Irrespective of the type of procedure performed (open or laparoscopic), anastomotic leakage
following colorectal resection and primary anastomosis is a major clinical problem. The
incidence of intraperitoneal anastomotic leaks reported in the literature may be as high as
30%. Anastomotic leaks leads to increased length of hospital stay, and may progress to
abscess formation, sepsis, multi organ failure and even death.
The cause of anastomotic leakage is multifactorial with the following factors appearing to
impact upon leakage; adequacy of blood flow to the anastomosis, contamination, the presence
of a pelvic drain, anastomotic tension, anastomotic technique and the distance from the anal
verge . The present study will investigate the first factor listed above, adequacy of blood
flow to the anastomosis. At present there is no reliable and easy-to-perform modality that
can be used to assess adequacy of perfusion at the anastomosis during colorectal procedures.
This study will investigate the potential for the SPY scope to fill this clinical need.
The SPY® Intraoperative Imaging System is cleared for use in Canada, Japan, Europe and the
US. SPY was originally developed for applications in cardiac surgery and allows cardiac
surgeons to visually assess bypass graft quality in real-time while the patient is still in
the operating room. Subsequently, SPY has received clearance from the FDA for use in plastic
and reconstructive surgery and in solid organ transplant.

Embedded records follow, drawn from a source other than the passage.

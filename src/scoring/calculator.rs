//! D-Index calculator
//!
//! Scores each publication of the subject independently, then averages.

use super::tally::{reciprocal, round_half_even, CategoryTally};
use crate::config::ScoringConfig;
use crate::error::{DIndexError, IndexResult};
use crate::graph::CollaborationGraph;
use crate::models::{Author, ComparisonReport, DIndexResult, PaperDetail};
use crate::records::{CollaborationMap, PublicationId};
use tracing::{debug, info};

/// Computes the diversity index of one author
pub struct DIndexCalculator<'a> {
    config: &'a ScoringConfig,
}

impl<'a> DIndexCalculator<'a> {
    pub fn new(config: &'a ScoringConfig) -> Self {
        Self { config }
    }

    /// Calculate the rounded index and the per-publication breakdown.
    ///
    /// `graph` must contain every collaborator of `map`; it is normally built
    /// from the same map without the subject.
    pub fn calculate(
        &self,
        author: &Author,
        map: &CollaborationMap,
        graph: &CollaborationGraph,
    ) -> IndexResult<DIndexResult> {
        if map.is_empty() {
            return Err(DIndexError::NoPublications {
                author: author.name(),
            });
        }

        let papers = map
            .iter()
            .map(|(publication, collaborators)| {
                self.score_paper(author, publication, collaborators, graph)
            })
            .collect::<IndexResult<Vec<_>>>()?;

        let mean = papers.iter().map(|p| p.paper_index).sum::<f64>() / papers.len() as f64;
        let index = round_half_even(mean);

        info!(
            "D-Index for {}: {} (mean {:.3} over {} publications, bonus {})",
            author.name(),
            index,
            mean,
            papers.len(),
            if self.config.bonus_enabled { "on" } else { "off" }
        );

        Ok(DIndexResult { index, papers })
    }

    /// Gender, nationality and specialization factors for one publication
    pub fn score_paper(
        &self,
        author: &Author,
        publication: &PublicationId,
        collaborators: &[Author],
        graph: &CollaborationGraph,
    ) -> IndexResult<PaperDetail> {
        let cfg = self.config;

        let mut same_gender = cfg.base_gender_factor;
        let mut nationality =
            CategoryTally::seeded(&author.country_code, cfg.base_nationality_factor);
        let mut specialization =
            CategoryTally::seeded(&author.specialization, cfg.base_specialization_factor);

        for collab in collaborators {
            let bonus = self.collaborator_bonus(collab, publication, graph)?;

            if collab.gender == author.gender {
                same_gender += cfg.base_gender_factor * bonus;
            }
            nationality.add(&collab.country_code, cfg.base_nationality_factor * bonus);
            specialization.add(
                &collab.specialization,
                cfg.base_specialization_factor * bonus,
            );
        }

        let gender_factor = reciprocal(same_gender, collaborators.len() as f64);
        let mut nationality_factor = nationality.factor();
        let mut specialization_factor = specialization.factor();

        if let Some(weights) = &cfg.categorical_weights {
            if let Some(m) = weights.nationality_multiplier(author.country_code.as_str()) {
                nationality_factor *= m;
            }
            if let Some(m) = weights.specialization_multiplier(author.specialization.as_str()) {
                specialization_factor *= m;
            }
        }

        let paper_index = gender_factor + nationality_factor + specialization_factor;

        debug!(
            "{}: {} collaborators, gender={:.3} nationality={:.3} specialization={:.3} index={:.3}",
            publication.label(),
            collaborators.len(),
            gender_factor,
            nationality_factor,
            specialization_factor,
            paper_index
        );

        Ok(PaperDetail {
            pub_id: publication.label().to_string(),
            gender_factor,
            nationality_factor,
            specialization_factor,
            paper_index,
        })
    }

    /// 1, plus the new-collaborator bonus when enabled and the degree matches.
    ///
    /// The degree is looked up even with the bonus off, so an inconsistent
    /// graph is reported either way.
    fn collaborator_bonus(
        &self,
        collab: &Author,
        publication: &PublicationId,
        graph: &CollaborationGraph,
    ) -> IndexResult<f64> {
        let degree = graph
            .degree(collab)
            .ok_or_else(|| DIndexError::GraphInconsistency {
                collaborator: collab.name(),
                publication: publication.label().to_string(),
            })?;

        let mut bonus = 1.0;
        if self.config.bonus_enabled && degree == self.config.new_degree_threshold {
            bonus += self.config.new_bonus;
        }
        Ok(bonus)
    }

    /// Run the calculation with the bonus off and on, paired per publication
    pub fn compare(
        &self,
        author: &Author,
        map: &CollaborationMap,
        graph: &CollaborationGraph,
    ) -> IndexResult<ComparisonReport> {
        let off = self.config.with_bonus(false);
        let on = self.config.with_bonus(true);

        let without = DIndexCalculator::new(&off).calculate(author, map, graph)?;
        let with = DIndexCalculator::new(&on).calculate(author, map, graph)?;

        Ok(ComparisonReport::from_runs(author, &without, &with))
    }
}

The SPY Intraoperative Imaging System was originally developed for open surgical procedures
using ICG, which is an approved drug. ICG is a fluorescent compound, which can be
administered intravenously or intra-arterially. The dye absorbs light in the near infrared
(NIR) region at 806 nm, and emits light at a slightly longer wavelength, 830 nm. When
injected intravenously, ICG rapidly and extensively binds to plasma proteins and is confined
to the intravascular compartment with minimal leakage into the interstitium under normal
conditions. This property makes it an ideal agent for the acquisition of high quality images
of the vasculature. Intraoperative images are acquired during the first pass of a bolus of
ICG through the area of interest. The SPY System has been the subject of numerous peer
reviewed publications demonstrating its safety and efficacy .
SPY scope, the endoscopic version of SPY, is an endoscopic visible (VIS) NIR imaging system
consisting of:
- An endoscopic light source that provides illumination for visible light imaging and NIR
fluorescence excitation to the endoscope via a flexible light guide
- Rigid endoscopes optimized for illuminating the field of view and transmitting images in
the visible and NIR spectrum, and
- A high definition (HD) endoscopic camera system connected to the endoscope eyepiece and
acquiring high resolution visible and NIR fluorescence images The ICG (25 mg per vial)
will be reconstituted according to the manufacturer's instructions using the entire
contents (10 ml) of the sterile diluent supplied, yielding a 2.5 mg/ml solution of ICG
or using half of the diluent supplied (5 ml) yielding a 5 mg/ml solution.